Assigned task: Copy the first line of the material below and every later line through the line containing "pub const CHILDREN_FIELD: &str", without any other output.

Input for this task:
● ● ●
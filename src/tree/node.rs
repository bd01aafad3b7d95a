// src/tree/node.rs
// =============================================================================
// A read-only view over one JSON value in the document tree.
//
// The tree dialect is small:
//   - a node is a JSON object
//   - it is a LINK node when "type" == "url" and "url" holds a string
//   - it is a CONTAINER when "children" holds an array
//   - a node can be both at once
//
// Instead of sprinkling `value.get("type") == ...` checks around the walker
// and the mutator, both ask a Node what it is.
// =============================================================================

use serde_json::{Map, Value};

/// Field holding the node's kind
pub const TYPE_FIELD: &str = "type";
/// Value of TYPE_FIELD that marks a link node
pub const URL_TYPE_TAG: &str = "url";
/// Field holding the link target of a link node
pub const URL_FIELD: &str = "url";
/// Field holding the ordered child nodes of a container
pub const CHILDREN_FIELD: &str = "children";

/// Borrowed view of a value in the tree
#[derive(Debug, Clone, Copy)]
pub struct Node<'a> {
    value: &'a Value,
}

impl<'a> Node<'a> {
    pub fn new(value: &'a Value) -> Self {
        Self { value }
    }

    /// The URL if this is a link node, None otherwise
    pub fn link_url(&self) -> Option<&'a str> {
        let object = self.value.as_object()?;

        if object.get(TYPE_FIELD).and_then(Value::as_str) != Some(URL_TYPE_TAG) {
            return None;
        }

        object.get(URL_FIELD).and_then(Value::as_str)
    }

    /// The children list if this node is a container
    pub fn children(&self) -> Option<&'a Vec<Value>> {
        self.value
            .as_object()?
            .get(CHILDREN_FIELD)
            .and_then(Value::as_array)
    }

    /// A named field of this node, if the node is an object that has it
    pub fn field(&self, name: &str) -> Option<&'a Value> {
        self.value.as_object()?.get(name)
    }
}

/// Mutable access to a container's children list
pub fn children_mut(value: &mut Value) -> Option<&mut Vec<Value>> {
    value
        .as_object_mut()?
        .get_mut(CHILDREN_FIELD)
        .and_then(Value::as_array_mut)
}

/// Mutable access to a node's fields
pub fn fields_mut(value: &mut Value) -> Option<&mut Map<String, Value>> {
    value.as_object_mut()
}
● ● ●
Task output:
filename src/tree/node.rs
repository bd01aafad3b7d95a
// src/tree/node.rs
// =============================================================================
// A read-only view over one JSON value in the document tree.
//
// The tree dialect is small:
//   - a node is a JSON object
//   - it is a LINK node when "type" == "url" and "url" holds a string
//   - it is a CONTAINER when "children" holds an array
//   - a node can be both at once
//
// Instead of sprinkling `value.get("type") == ...` checks around the walker
// and the mutator, both ask a Node what it is.
// =============================================================================

use serde_json::{Map, Value};

/// Field holding the node's kind
pub const TYPE_FIELD: &str = "type";
/// Value of TYPE_FIELD that marks a link node
pub const URL_TYPE_TAG: &str = "url";
/// Field holding the link target of a link node
pub const URL_FIELD: &str = "url";
/// Field holding the ordered child nodes of a container
pub const CHILDREN_FIELD: &str = "children";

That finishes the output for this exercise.